Say how many lines in the records contain the string "state", giving the number by itself.
[TASK INPUTS — start]
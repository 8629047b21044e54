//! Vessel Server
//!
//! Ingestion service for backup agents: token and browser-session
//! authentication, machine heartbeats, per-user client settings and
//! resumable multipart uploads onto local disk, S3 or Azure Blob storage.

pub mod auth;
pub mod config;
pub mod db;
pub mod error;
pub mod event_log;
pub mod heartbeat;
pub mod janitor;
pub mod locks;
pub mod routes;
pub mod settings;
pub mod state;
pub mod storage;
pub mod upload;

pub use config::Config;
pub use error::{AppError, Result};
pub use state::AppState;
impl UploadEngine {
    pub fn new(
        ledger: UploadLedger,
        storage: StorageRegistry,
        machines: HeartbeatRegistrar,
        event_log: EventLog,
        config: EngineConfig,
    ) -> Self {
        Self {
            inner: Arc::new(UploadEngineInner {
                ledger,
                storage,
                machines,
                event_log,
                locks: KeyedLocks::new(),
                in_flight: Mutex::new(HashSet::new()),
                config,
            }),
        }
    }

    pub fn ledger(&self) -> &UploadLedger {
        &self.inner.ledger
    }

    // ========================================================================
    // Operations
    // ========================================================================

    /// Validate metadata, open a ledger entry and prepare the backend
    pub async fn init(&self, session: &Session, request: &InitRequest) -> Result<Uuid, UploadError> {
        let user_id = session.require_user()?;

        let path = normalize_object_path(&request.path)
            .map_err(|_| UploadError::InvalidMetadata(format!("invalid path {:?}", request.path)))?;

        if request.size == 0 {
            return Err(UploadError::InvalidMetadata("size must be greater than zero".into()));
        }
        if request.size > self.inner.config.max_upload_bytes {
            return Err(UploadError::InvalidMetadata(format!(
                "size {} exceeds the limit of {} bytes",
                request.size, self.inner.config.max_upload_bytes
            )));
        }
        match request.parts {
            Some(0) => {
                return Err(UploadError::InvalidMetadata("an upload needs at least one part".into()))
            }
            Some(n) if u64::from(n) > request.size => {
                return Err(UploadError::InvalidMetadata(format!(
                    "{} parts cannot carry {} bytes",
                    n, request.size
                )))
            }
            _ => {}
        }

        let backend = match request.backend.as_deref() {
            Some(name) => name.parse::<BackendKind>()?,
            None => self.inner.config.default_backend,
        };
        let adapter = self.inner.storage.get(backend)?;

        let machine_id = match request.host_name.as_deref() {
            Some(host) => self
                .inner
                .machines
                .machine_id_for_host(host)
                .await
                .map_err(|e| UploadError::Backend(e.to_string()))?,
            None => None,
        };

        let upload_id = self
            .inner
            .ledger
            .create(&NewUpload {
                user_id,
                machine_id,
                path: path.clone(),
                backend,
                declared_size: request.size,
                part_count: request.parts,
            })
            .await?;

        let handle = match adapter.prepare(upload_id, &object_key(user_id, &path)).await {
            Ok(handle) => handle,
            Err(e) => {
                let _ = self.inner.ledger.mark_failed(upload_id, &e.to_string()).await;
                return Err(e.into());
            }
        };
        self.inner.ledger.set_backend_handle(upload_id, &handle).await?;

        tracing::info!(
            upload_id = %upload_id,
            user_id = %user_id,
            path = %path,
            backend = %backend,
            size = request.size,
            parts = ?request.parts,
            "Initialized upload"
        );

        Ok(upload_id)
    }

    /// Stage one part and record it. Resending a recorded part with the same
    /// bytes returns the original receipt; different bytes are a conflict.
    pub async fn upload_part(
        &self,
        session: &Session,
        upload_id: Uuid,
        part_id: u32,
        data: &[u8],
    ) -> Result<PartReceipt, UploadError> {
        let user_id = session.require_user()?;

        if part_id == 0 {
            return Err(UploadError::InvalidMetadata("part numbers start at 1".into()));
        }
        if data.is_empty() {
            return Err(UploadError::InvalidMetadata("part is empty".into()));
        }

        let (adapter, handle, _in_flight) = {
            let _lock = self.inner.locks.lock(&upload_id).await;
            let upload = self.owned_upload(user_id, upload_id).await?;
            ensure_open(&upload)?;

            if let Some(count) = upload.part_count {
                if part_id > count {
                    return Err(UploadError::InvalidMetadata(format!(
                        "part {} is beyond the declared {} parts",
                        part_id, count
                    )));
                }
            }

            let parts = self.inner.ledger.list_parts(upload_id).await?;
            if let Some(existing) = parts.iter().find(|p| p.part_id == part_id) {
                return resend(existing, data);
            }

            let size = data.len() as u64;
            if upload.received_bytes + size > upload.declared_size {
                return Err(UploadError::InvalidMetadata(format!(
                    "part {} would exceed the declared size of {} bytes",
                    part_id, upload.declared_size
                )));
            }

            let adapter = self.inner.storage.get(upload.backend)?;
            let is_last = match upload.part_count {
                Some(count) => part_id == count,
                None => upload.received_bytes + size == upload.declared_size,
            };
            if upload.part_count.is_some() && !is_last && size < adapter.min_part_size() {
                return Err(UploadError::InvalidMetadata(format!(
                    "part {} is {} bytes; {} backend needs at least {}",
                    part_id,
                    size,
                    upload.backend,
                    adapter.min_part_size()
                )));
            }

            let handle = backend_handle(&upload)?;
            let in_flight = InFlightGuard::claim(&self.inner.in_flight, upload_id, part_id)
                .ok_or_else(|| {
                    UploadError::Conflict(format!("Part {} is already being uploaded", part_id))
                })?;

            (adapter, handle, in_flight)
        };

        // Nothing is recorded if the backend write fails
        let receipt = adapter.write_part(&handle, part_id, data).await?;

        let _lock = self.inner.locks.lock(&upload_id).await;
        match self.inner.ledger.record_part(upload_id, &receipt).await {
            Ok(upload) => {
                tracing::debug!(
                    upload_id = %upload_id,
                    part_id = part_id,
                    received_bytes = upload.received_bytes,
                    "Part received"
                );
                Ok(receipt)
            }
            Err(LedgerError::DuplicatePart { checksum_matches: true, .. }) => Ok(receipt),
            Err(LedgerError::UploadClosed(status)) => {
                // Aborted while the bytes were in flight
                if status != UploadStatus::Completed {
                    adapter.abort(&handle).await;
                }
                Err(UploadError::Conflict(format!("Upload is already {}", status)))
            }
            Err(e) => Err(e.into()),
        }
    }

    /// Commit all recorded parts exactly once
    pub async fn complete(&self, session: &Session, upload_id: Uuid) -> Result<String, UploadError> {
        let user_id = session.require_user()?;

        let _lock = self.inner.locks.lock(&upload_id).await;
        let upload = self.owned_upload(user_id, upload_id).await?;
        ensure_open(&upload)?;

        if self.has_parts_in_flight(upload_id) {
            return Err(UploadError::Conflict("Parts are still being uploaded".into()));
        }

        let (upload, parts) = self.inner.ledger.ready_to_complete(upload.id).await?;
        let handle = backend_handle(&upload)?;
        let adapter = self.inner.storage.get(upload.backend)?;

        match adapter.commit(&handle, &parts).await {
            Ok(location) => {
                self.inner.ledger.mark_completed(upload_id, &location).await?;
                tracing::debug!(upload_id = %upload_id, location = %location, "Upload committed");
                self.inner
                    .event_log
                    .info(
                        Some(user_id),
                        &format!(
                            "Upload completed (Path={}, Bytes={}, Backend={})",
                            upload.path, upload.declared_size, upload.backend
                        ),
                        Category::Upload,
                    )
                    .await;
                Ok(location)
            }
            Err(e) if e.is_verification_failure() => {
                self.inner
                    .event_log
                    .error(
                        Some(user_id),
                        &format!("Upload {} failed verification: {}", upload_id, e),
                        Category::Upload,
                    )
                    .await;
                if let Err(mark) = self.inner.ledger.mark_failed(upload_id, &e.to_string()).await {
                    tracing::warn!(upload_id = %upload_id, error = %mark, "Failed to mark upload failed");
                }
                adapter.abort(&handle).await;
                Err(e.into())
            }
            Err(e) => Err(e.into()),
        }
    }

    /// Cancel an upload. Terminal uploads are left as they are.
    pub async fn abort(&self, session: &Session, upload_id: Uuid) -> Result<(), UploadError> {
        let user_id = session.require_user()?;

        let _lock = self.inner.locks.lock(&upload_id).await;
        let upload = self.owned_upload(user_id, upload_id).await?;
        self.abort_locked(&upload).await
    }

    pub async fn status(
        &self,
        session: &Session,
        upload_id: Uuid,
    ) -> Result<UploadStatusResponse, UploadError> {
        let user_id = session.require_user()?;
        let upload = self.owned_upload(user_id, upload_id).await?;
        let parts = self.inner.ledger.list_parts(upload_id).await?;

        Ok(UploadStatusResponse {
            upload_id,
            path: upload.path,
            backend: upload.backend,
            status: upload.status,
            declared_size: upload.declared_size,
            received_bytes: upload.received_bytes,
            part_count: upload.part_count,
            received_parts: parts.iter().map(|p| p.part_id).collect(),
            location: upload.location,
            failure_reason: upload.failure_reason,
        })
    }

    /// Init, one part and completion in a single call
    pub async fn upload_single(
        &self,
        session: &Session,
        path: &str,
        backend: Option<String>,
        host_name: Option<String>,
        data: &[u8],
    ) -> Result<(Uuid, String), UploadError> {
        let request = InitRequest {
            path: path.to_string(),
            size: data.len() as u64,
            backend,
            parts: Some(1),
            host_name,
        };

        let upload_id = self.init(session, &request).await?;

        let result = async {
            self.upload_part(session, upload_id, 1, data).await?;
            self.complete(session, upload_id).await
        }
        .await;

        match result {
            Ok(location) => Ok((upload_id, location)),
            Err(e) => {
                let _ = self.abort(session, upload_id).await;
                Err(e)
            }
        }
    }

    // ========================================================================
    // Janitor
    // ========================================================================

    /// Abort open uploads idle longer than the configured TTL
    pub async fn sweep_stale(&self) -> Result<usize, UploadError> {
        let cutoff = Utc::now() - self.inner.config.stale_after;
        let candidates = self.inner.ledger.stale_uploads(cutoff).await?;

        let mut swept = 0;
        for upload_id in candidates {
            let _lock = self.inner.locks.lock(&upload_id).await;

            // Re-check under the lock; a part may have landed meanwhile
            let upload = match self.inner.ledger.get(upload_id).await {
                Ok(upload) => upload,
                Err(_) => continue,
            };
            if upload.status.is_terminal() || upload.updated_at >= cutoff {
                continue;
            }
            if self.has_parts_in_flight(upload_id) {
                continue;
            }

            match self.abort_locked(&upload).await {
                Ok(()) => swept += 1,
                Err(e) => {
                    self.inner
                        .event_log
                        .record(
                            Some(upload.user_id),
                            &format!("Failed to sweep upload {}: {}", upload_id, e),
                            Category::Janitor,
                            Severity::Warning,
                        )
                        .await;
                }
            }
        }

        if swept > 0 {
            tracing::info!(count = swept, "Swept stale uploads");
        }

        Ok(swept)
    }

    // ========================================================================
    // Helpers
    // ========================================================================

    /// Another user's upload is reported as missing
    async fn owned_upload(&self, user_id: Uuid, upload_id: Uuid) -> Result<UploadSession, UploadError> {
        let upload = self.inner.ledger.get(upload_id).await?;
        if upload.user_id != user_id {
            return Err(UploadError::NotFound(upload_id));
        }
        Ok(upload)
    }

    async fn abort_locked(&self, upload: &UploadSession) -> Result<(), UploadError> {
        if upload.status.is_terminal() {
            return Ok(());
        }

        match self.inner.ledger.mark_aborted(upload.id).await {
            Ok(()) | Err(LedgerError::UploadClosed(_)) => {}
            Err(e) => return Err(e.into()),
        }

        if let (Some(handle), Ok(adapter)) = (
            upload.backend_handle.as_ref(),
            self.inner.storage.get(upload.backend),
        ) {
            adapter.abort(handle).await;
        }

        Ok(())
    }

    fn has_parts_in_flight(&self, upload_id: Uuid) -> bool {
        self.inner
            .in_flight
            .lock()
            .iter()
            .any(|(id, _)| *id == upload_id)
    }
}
[TASK INPUTS — finish]
WRITTEN RESPONSE
2